Expression and purification of recombinant heavy chain (Hc) of Tetanus toxin in prokaryotic expression system

Tetanus toxin, the product of Clostridium tetani, is the causative agent of fatal disease tetanus. Nowadays, toxoid form of this toxin used as a vaccine against this disease. Tetanus toxin is composed of three chains: L, HN and Hc. Hc chain is immunogenic and binding domain of toxin. Owing to this fact, Hc is considered as candidate for vaccine. The aim of this study was the design and development Hc gene and its synthesis, expression and expression optimization and purification of recombinant protein as vaccine candidate. In this laboratory study, after bioinformatics study and gene optimization, the Hc chain gene was ordered to synthase and clone in pET28a vector. The integrity of Hc gene was confirmed by restriction digestion methods. Then, this construct was transformed in E.coli. Subsequently, Gene expression, recombinant protein purification was performed and this protein was confirmed by western blotting technique.

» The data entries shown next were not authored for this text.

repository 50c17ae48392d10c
pub mod pii;
pub mod security;
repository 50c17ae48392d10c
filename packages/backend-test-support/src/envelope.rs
//! Response envelope assertions for backend integration tests.
//!
//! These helpers parse the wire shape directly instead of depending on the
//! backend's own envelope type, so a serialization regression in the backend
//! shows up here as a failing assertion.

use actix_web::body::BoxBody;
use actix_web::dev::ServiceResponse;
use actix_web::http::StatusCode;
use serde_json::Value;

/// Read a response body as JSON, asserting the status first.
pub async fn read_envelope(resp: ServiceResponse<BoxBody>, expected_status: StatusCode) -> Value {
    let status = resp.status();
    let body = actix_web::test::read_body(resp).await;
    let text = String::from_utf8(body.to_vec()).expect("Response body should be valid UTF-8");

    assert_eq!(
        status, expected_status,
        "unexpected status {status}, body: {text}"
    );

    serde_json::from_str(&text).expect("Response body should be valid JSON")
}

/// Assert a failure envelope: `{success:false, error:<message>}` with no `data`,
/// and an `x-trace-id` header on the response.
pub async fn assert_error_envelope(
    resp: ServiceResponse<BoxBody>,
    expected_status: StatusCode,
    expected_error: &str,
) -> Value {
    assert!(
        resp.headers().get("x-trace-id").is_some(),
        "x-trace-id header should be present on error responses"
    );

    let json = read_envelope(resp, expected_status).await;

    assert_eq!(json["success"], Value::Bool(false));
    assert_eq!(json["error"], Value::String(expected_error.to_string()));
    assert!(
        json.get("data").is_none(),
        "error envelope must not carry data: {json}"
    );

    json
}

/// Assert a success envelope and return its `data` payload.
pub async fn read_success_data(resp: ServiceResponse<BoxBody>, expected_status: StatusCode) -> Value {
    let json = read_envelope(resp, expected_status).await;

    assert_eq!(json["success"], Value::Bool(true));
    assert!(
        json.get("error").is_none(),
        "success envelope must not carry error: {json}"
    );

    json.get("data").cloned().unwrap_or(Value::Null)
}
use actix_web::{web, HttpResponse};
use migration::get_latest_migration_version;
use sea_orm::{ConnectionTrait, Statement};
use serde::Serialize;
use time::OffsetDateTime;
use tracing::warn;

use crate::error::AppError;
use crate::http::envelope;
use crate::state::app_state::AppState;

#[derive(Debug, Serialize)]
#[serde(rename_all = "camelCase")]
struct HealthResponse {
    app_version: &'static str,
    db: &'static str,
    migrations: String,
    #[serde(with = "time::serde::rfc3339")]
    time: OffsetDateTime,
}

/// Liveness plus a cheap database check. Always 200; `db` says whether the
/// check worked and the failure detail only goes to the log.
async fn health(app_state: web::Data<AppState>) -> Result<HttpResponse, AppError> {
    let db = app_state.db();
    let check = db
        .query_one(Statement::from_string(
            db.get_database_backend(),
            "SELECT 1 AS health_check".to_string(),
        ))
        .await;

    let (db_status, migrations) = match check {
        Ok(_) => {
            let migrations = match get_latest_migration_version(db).await {
                Ok(Some(version)) => version,
                Ok(None) => "no_migrations".to_string(),
                Err(_) => "unknown".to_string(),
            };
            ("ok", migrations)
        }
        Err(e) => {
            warn!(error = %e, "health check database query failed");
            ("error", "unknown".to_string())
        }
    };

    Ok(envelope::ok(HealthResponse {
        app_version: env!("CARGO_PKG_VERSION"),
        db: db_status,
        migrations,
        time: OffsetDateTime::now_utc(),
    }))
}

pub fn configure_routes(cfg: &mut web::ServiceConfig) {
    cfg.route("", web::get().to(health));
}
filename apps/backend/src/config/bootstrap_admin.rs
use crate::error::AppError;

/// Credentials for the first super admin, created at startup when absent.
#[derive(Clone)]
pub struct BootstrapAdmin {
    pub email: String,
    pub name: String,
    pub password: String,
}

impl BootstrapAdmin {
    /// Reads `BOOTSTRAP_ADMIN_EMAIL`, `BOOTSTRAP_ADMIN_PASSWORD` and the optional
    /// `BOOTSTRAP_ADMIN_NAME`. Both required variables unset means "no bootstrap";
    /// exactly one of them set is a configuration error.
    pub fn from_env() -> Result<Option<Self>, AppError> {
        Self::from_lookup(|name| std::env::var(name).ok())
    }

    pub(crate) fn from_lookup<F>(lookup: F) -> Result<Option<Self>, AppError>
    where
        F: Fn(&str) -> Option<String>,
    {
        let email = lookup("BOOTSTRAP_ADMIN_EMAIL").filter(|v| !v.trim().is_empty());
        let password = lookup("BOOTSTRAP_ADMIN_PASSWORD").filter(|v| !v.is_empty());

        match (email, password) {
            (None, None) => Ok(None),
            (Some(email), Some(password)) => Ok(Some(Self {
                email: email.trim().to_lowercase(),
                name: lookup("BOOTSTRAP_ADMIN_NAME").unwrap_or_else(|| "Administrator".to_string()),
                password,
            })),
            _ => Err(AppError::config(
                "BOOTSTRAP_ADMIN_EMAIL and BOOTSTRAP_ADMIN_PASSWORD must be set together",
            )),
        }
    }
}

impl std::fmt::Debug for BootstrapAdmin {
    fn fmt(&self, f: &mut std::fmt::Formatter<'_>) -> std::fmt::Result {
        f.debug_struct("BootstrapAdmin")
            .field("email", &self.email)
            .field("name", &self.name)
            .finish_non_exhaustive()
    }
}

#[cfg(test)]
mod tests {
    use super::*;

    #[test]
    fn unset_means_no_bootstrap() {
        assert!(BootstrapAdmin::from_lookup(|_| None).unwrap().is_none());
    }

    #[test]
    fn half_configured_is_an_error() {
        let result = BootstrapAdmin::from_lookup(|name| {
            (name == "BOOTSTRAP_ADMIN_EMAIL").then(|| "admin@masjid.test".to_string())
        });
        assert!(matches!(result, Err(AppError::Config { .. })));
    }

    #[test]
    fn email_is_normalised() {
        let admin = BootstrapAdmin::from_lookup(|name| match name {
            "BOOTSTRAP_ADMIN_EMAIL" => Some(" Admin@Masjid.Test ".to_string()),
            "BOOTSTRAP_ADMIN_PASSWORD" => Some("change-me-now".to_string()),
            _ => None,
        })
        .unwrap()
        .unwrap();
        assert_eq!(admin.email, "admin@masjid.test");
        assert_eq!(admin.name, "Administrator");
    }
}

The Hc gene was confirmed using bioinformatics and molecular analysis. A 1356 bp band was observed in agarose gel and a 50 kDa band was detected in SDS-PAGE and nitrocellulose membrane (western blot). Recombinant protein was produced in both soluble and insoluble forms (inclusion body). These two forms of proteins were purified in high level by native and denatured methods. Regarding to more advantages of recombinant Hc protein to tetanus toxoid, it seems Hc protein as a suitable vaccine candidate can be replaced with tetanus toxoid vaccine.